Marcus Azzini moet dan ook ten volste opgebokst hebben tegen dit soort problemen in de tekst, die praktisch geen ruimte bood om de regisseur zijn eigen, extra verhaal te laten vertellen. Als jonge, frisse regisseur het artistieke adieu van een collega-theatermaker moeten ensceneren is absoluut geen kinderspel. Zeker niet wanneer een stuk als 'Mijn Kippenhersentjes' zwaar van toon en het onderwerp zo ten einde raad lijkt te zijn geschreven.
Op elk moment waar Van de Bosch' tekst het echter toeliet, slaagde de regie erin de stemming te verlichten door kleine komische intermezzo's zoals de twee mannelijke ballroomdansers, het pietluttige lijmen van een kopje of simpele momenten zoals wanneer de acteur nonchalant op de rug van zijn opgezette hond ging zitten. Een grote voldoende ging voorts naar Jasper Boeke, die zichzelf boven schrijver Van de Bosch wist uit te tillen door er zijn eigen geloofwaardige verhaal van te maken.

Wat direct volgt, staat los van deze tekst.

//! Logging utilities with colored output.
//!
//! This module provides:
//! - `log!` macro for formatted terminal output with colored prefixes
//! - `debug!` macro shown only with `--verbose`
//! - `OutcomeLine` for the final ✓/✗ line of each command
//!
//! # Example
//!
//! ```ignore
//! log!("git"; "checkout {}", branch);
//! OutcomeLine::new().success("pushed article/my_first_post");
//! ```

use crossterm::{
    execute,
    terminal::{Clear, ClearType},
};
use owo_colors::OwoColorize;
use std::{
    io::{Write, stdout},
    sync::atomic::{AtomicBool, Ordering},
};

/// Global verbose flag (set by --verbose CLI argument)
static VERBOSE: AtomicBool = AtomicBool::new(false);

/// Set verbose mode globally
pub fn set_verbose(v: bool) {
    VERBOSE.store(v, Ordering::SeqCst);
}

/// Check if verbose mode is enabled
pub fn is_verbose() -> bool {
    VERBOSE.load(Ordering::SeqCst)
}

// ============================================================================
// Log Macro
// ============================================================================

/// Log a message with a colored module prefix
///
/// # Usage
/// ```ignore
/// log!("module"; "message with {} formatting", args);
/// ```
#[macro_export]
macro_rules! log {
    ($module:expr; $($arg:tt)*) => {{
        $crate::logger::log($module, &format!($($arg)*))
    }};
}

/// Log a debug message (only shown when --verbose is enabled)
#[macro_export]
macro_rules! debug {
    ($module:expr; $($arg:tt)*) => {{
        if $crate::logger::is_verbose() {
            $crate::logger::log($module, &format!($($arg)*))
        }
    }};
}

// ============================================================================
// Helper Functions
// ============================================================================

/// Log a message with a colored module prefix
#[inline]
pub fn log(module: &str, message: &str) {
    let module_lower = module.to_ascii_lowercase();
    let prefix = colorize_prefix(module, &module_lower);

    let mut stdout = stdout().lock();
    execute!(stdout, Clear(ClearType::UntilNewLine)).ok();
    writeln!(stdout, "{prefix} {message}").ok();
    stdout.flush().ok();
}

/// Apply color to a module prefix based on module type
#[inline]
fn colorize_prefix(module: &str, module_lower: &str) -> String {
    let prefix = format!("[{module}]");
    match module_lower {
        "git" | "clone" => prefix.bright_blue().bold().to_string(),
        "host" | "auth" => prefix.bright_magenta().bold().to_string(),
        "content" => prefix.bright_green().bold().to_string(),
        "error" => prefix.bright_red().bold().to_string(),
        _ => prefix.bright_yellow().bold().to_string(),
    }
}

// ============================================================================
// Outcome line
// ============================================================================

/// Final status line of a command.
///
/// Mirrors the status string handed to the presentation layer: one ✓ or ✗
/// line, with optional detail lines underneath.
pub struct OutcomeLine;

impl OutcomeLine {
    pub const fn new() -> Self {
        Self
    }

    /// Display success message (✓ prefix, green).
    pub fn success(&self, message: &str) {
        self.display(format!("{}", "✓".green()), message);
    }

    /// Display warning message (⚠ prefix, yellow).
    pub fn warning(&self, message: &str) {
        self.display(format!("{}", "⚠".yellow()), message);
    }

    /// Display error message (✗ prefix, red) with optional detail.
    pub fn error(&self, summary: &str, detail: &str) {
        let message = if detail.is_empty() {
            summary.to_string()
        } else {
            format!("{summary}\n{}", detail.dimmed())
        };
        self.display(format!("{}", "✗".red()), &message);
    }

    fn display(&self, symbol: String, message: &str) {
        let mut stdout = stdout().lock();
        writeln!(stdout, "{symbol} {message}").ok();
        stdout.flush().ok();
    }
}

impl Default for OutcomeLine {
    fn default() -> Self {
        Self::new()
    }
}

// ============================================================================
// Tests
// ============================================================================

#[cfg(test)]
mod tests {
    use super::*;

    #[test]
    fn test_prefix_contains_module_name() {
        assert!(colorize_prefix("git", "git").contains("[git]"));
        assert!(colorize_prefix("Host", "host").contains("[Host]"));
    }

    #[test]
    fn test_verbose_toggle() {
        set_verbose(true);
        assert!(is_verbose());
        set_verbose(false);
        assert!(!is_verbose());
    }
}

De plas gemorste koffie veranderde gaandeweg in het bloed van de minnaar. Het personage zag langzaam in dat hij zijn naasten enkel voor de kunst gebruikt had. Het kopje dat herhaaldelijk brak en uiteindelijk niet meer te lijmen viel. Inhoudsstrategie die niet meer van interessante inhoud gebruik kon maken. Veel navelstaarderij en eindigend met de conclusie dat het personage nog enkel uitkijkt naar de rol van een dodelijk verwond slachtoffer in een nabijgelegen steegje. Het leverde vooral een asgrauwe tekst op en het vooruitzicht naar een echte frisse start van een jonge theatermaker.
Domenico Mertens
'Mijn Kippenhersentjes' wordt nog gespeeld tot zaterdag 23 juni 2001 in het Rozentheater te Amsterdam. Op 21, 22 en 23 juni kan men nadien om 22 uur van dezelfde regisseur de voorstelling 'Vrolijkstraat 26h' bezoeken.